When The Preacher’s Promise made the semi-final cut last fall in the “So You Think You Can Write” contest, I put up a series of blog posts that discussed the origins of the idea. You can see those posts here:
Now that the story has made the quarter-finals of the Amazon Breakthrough Novel Award contest, I see there is a need to write a few more posts about the origins of the story, since, given some of the comments in my reviews, some people may not know the history. I’m not of the mindset that the people who read the excerpt of The Preacher’s Promise are also reading my blog. However, if they do decide to search the premise on Google, I would like to think that disseminating some of this information may help them and other potential readers better understand a time period and a history that they thought they knew.
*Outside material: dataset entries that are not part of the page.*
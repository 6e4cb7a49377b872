use crate::config::AppConfig;
use actix_web::cookie::{Cookie, SameSite};
use jsonwebtoken::{DecodingKey, EncodingKey, Header, Validation, decode, encode};
use serde::{Deserialize, Serialize};

const REFRESH_COOKIE: &str = "refresh_token";
const REFRESH_COOKIE_PATH: &str = "/api/v1/auth";

/// token 类型
#[derive(Debug, Clone, Copy, PartialEq, Eq, Serialize, Deserialize)]
#[serde(rename_all = "snake_case")]
pub enum TokenKind {
    Access,
    Refresh,
}

// JWT Claims 结构体
#[derive(Debug, Clone, Serialize, Deserialize)]
pub struct Claims {
    pub sub: String, // 账号 ID
    pub role: String,
    pub token_type: TokenKind,
    pub exp: usize,
    pub iat: usize,
}

impl Claims {
    pub fn user_id(&self) -> Option<i64> {
        self.sub.parse().ok()
    }
}

// Token 响应结构体
#[derive(Debug, Serialize, Deserialize)]
pub struct TokenPair {
    pub access_token: String,
    pub refresh_token: String,
}

pub struct JwtUtils;

impl JwtUtils {
    // 获取 JWT 密钥
    fn get_secret() -> String {
        AppConfig::get().jwt.secret.clone()
    }

    // 生成 Access Token
    pub fn generate_access_token(
        user_id: i64,
        role: &str,
    ) -> Result<String, jsonwebtoken::errors::Error> {
        let config = AppConfig::get();
        Self::generate_token_with_expiry(
            user_id,
            role,
            TokenKind::Access,
            chrono::Duration::minutes(config.jwt.access_token_expiry),
        )
    }

    // 生成 Refresh Token
    pub fn generate_refresh_token(
        user_id: i64,
        role: &str,
        token_expiry: Option<chrono::Duration>,
    ) -> Result<String, jsonwebtoken::errors::Error> {
        let expiry = token_expiry.unwrap_or_else(|| {
            chrono::Duration::days(AppConfig::get().jwt.refresh_token_expiry)
        });
        Self::generate_token_with_expiry(user_id, role, TokenKind::Refresh, expiry)
    }

    // 生成带自定义过期时间的 Token
    pub fn generate_token_with_expiry(
        user_id: i64,
        role: &str,
        token_type: TokenKind,
        expiry_duration: chrono::Duration,
    ) -> Result<String, jsonwebtoken::errors::Error> {
        let now = chrono::Utc::now();
        let expiration = now + expiry_duration;

        let claims = Claims {
            sub: user_id.to_string(),
            role: role.to_string(),
            token_type,
            exp: expiration.timestamp() as usize,
            iat: now.timestamp() as usize,
        };

        let secret = Self::get_secret();
        let encoding_key = EncodingKey::from_secret(secret.as_ref());

        encode(&Header::default(), &claims, &encoding_key)
    }

    // 生成完整的 Token 响应（包含 access 和 refresh token）
    pub fn generate_token_pair(
        user_id: i64,
        role: &str,
        refresh_token_expiry: Option<chrono::Duration>,
    ) -> Result<TokenPair, jsonwebtoken::errors::Error> {
        let access_token = Self::generate_access_token(user_id, role)?;
        let refresh_token = Self::generate_refresh_token(user_id, role, refresh_token_expiry)?;

        Ok(TokenPair {
            access_token,
            refresh_token,
        })
    }

    // 验证 JWT token
    pub fn verify_token(token: &str) -> Result<Claims, jsonwebtoken::errors::Error> {
        let secret = Self::get_secret();
        let decoding_key = DecodingKey::from_secret(secret.as_ref());
        let validation = Validation::default();

        decode::<Claims>(token, &decoding_key, &validation).map(|token_data| token_data.claims)
    }

    // 验证 token 是否为指定类型
    pub fn verify_token_type(
        token: &str,
        expected_type: TokenKind,
    ) -> Result<Claims, jsonwebtoken::errors::Error> {
        let claims = Self::verify_token(token)?;
        if claims.token_type != expected_type {
            return Err(jsonwebtoken::errors::Error::from(
                jsonwebtoken::errors::ErrorKind::InvalidToken,
            ));
        }
        Ok(claims)
    }

    // 验证 Access Token
    pub fn verify_access_token(token: &str) -> Result<Claims, jsonwebtoken::errors::Error> {
        Self::verify_token_type(token, TokenKind::Access)
    }

    // 验证 Refresh Token
    pub fn verify_refresh_token(token: &str) -> Result<Claims, jsonwebtoken::errors::Error> {
        Self::verify_token_type(token, TokenKind::Refresh)
    }

    // 使用 Refresh Token 生成新的 Access Token
    pub fn refresh_access_token(
        refresh_token: &str,
    ) -> Result<String, jsonwebtoken::errors::Error> {
        let claims = Self::verify_refresh_token(refresh_token)?;
        let user_id = claims
            .user_id()
            .ok_or(jsonwebtoken::errors::ErrorKind::InvalidToken)?;
        Self::generate_access_token(user_id, &claims.role)
    }

    /// 创建 Refresh Token Cookie，有效期与 token 一致
    pub fn create_refresh_token_cookie(
        refresh_token: &str,
        expiry: Option<chrono::Duration>,
    ) -> Cookie<'static> {
        let config = AppConfig::get();
        let max_age = expiry
            .map(|d| d.num_seconds())
            .unwrap_or(config.jwt.refresh_token_expiry * 86_400);
        Cookie::build(REFRESH_COOKIE, refresh_token.to_string())
            .path(REFRESH_COOKIE_PATH)
            .max_age(actix_web::cookie::time::Duration::seconds(max_age))
            .same_site(SameSite::Strict)
            .http_only(true)
            .secure(config.is_production()) // 生产环境下使用 HTTPS
            .finish()
    }

    /// 创建空的 Refresh Token Cookie（用于注销）
    pub fn create_empty_refresh_token_cookie() -> Cookie<'static> {
        let config = AppConfig::get();
        Cookie::build(REFRESH_COOKIE, "")
            .path(REFRESH_COOKIE_PATH)
            .max_age(actix_web::cookie::time::Duration::seconds(0))
            .same_site(SameSite::Strict)
            .http_only(true)
            .secure(config.is_production())
            .finish()
    }

    /// 从请求中提取 Refresh Token
    pub fn extract_refresh_token_from_cookie(req: &actix_web::HttpRequest) -> Option<String> {
        req.cookie(REFRESH_COOKIE)
            .map(|cookie| cookie.value().to_string())
    }
}

#[cfg(test)]
mod tests {
    use super::*;

    #[test]
    fn test_token_pair_kinds() {
        let pair = JwtUtils::generate_token_pair(42, "teacher", None).unwrap();

        let access = JwtUtils::verify_access_token(&pair.access_token).unwrap();
        assert_eq!(access.user_id(), Some(42));
        assert_eq!(access.role, "teacher");
        assert_eq!(access.token_type, TokenKind::Access);

        assert!(JwtUtils::verify_refresh_token(&pair.access_token).is_err());
        assert!(JwtUtils::verify_access_token(&pair.refresh_token).is_err());
    }

    #[test]
    fn test_refresh_issues_access_token() {
        let refresh = JwtUtils::generate_refresh_token(7, "admin", None).unwrap();
        let access = JwtUtils::refresh_access_token(&refresh).unwrap();

        let claims = JwtUtils::verify_access_token(&access).unwrap();
        assert_eq!(claims.user_id(), Some(7));
        assert_eq!(claims.role, "admin");
    }

    #[test]
    fn test_expired_token_rejected() {
        let token = JwtUtils::generate_token_with_expiry(
            1,
            "admin",
            TokenKind::Access,
            chrono::Duration::minutes(-10),
        )
        .unwrap();
        assert!(JwtUtils::verify_access_token(&token).is_err());
    }
}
Amanda arrives in Milford after the Civil War. Some real-life African American teachers were willing to take their lives and liberty into their own hands to teach the still enslaved populations how to read and write before the war ended. One of these brave people was Mary Peake.
Born of a free mother and an Englishman, Peake started a school in her own home state of Virginia on the grounds of what is now Hampton University. She started the school after her own home had been burned by Confederate forces. Finding herself displaced, she taught the enslaved people who had gathered at Fort Monroe. She had taught out of her home for years and now brought those skills to this new endeavor with purpose. The population of the school went from six to fifty within a matter of days. Remarkably, Peake was also working as a married woman, having married Thomas Peake, one of the formerly enslaved.
Unfortunately, the next year, Peake caught tuberculosis and died. Her endeavor may not have lasted long, but Peake’s school planted the seed of an idea that spread and motivated many others to leave the comfort of their lives and homes to help the enslaved. We must remember that novels are written about the uncommon and the exceptional, and although we may not know her by name, Peake was certainly exceptional. Her accomplishments should be remembered and commended.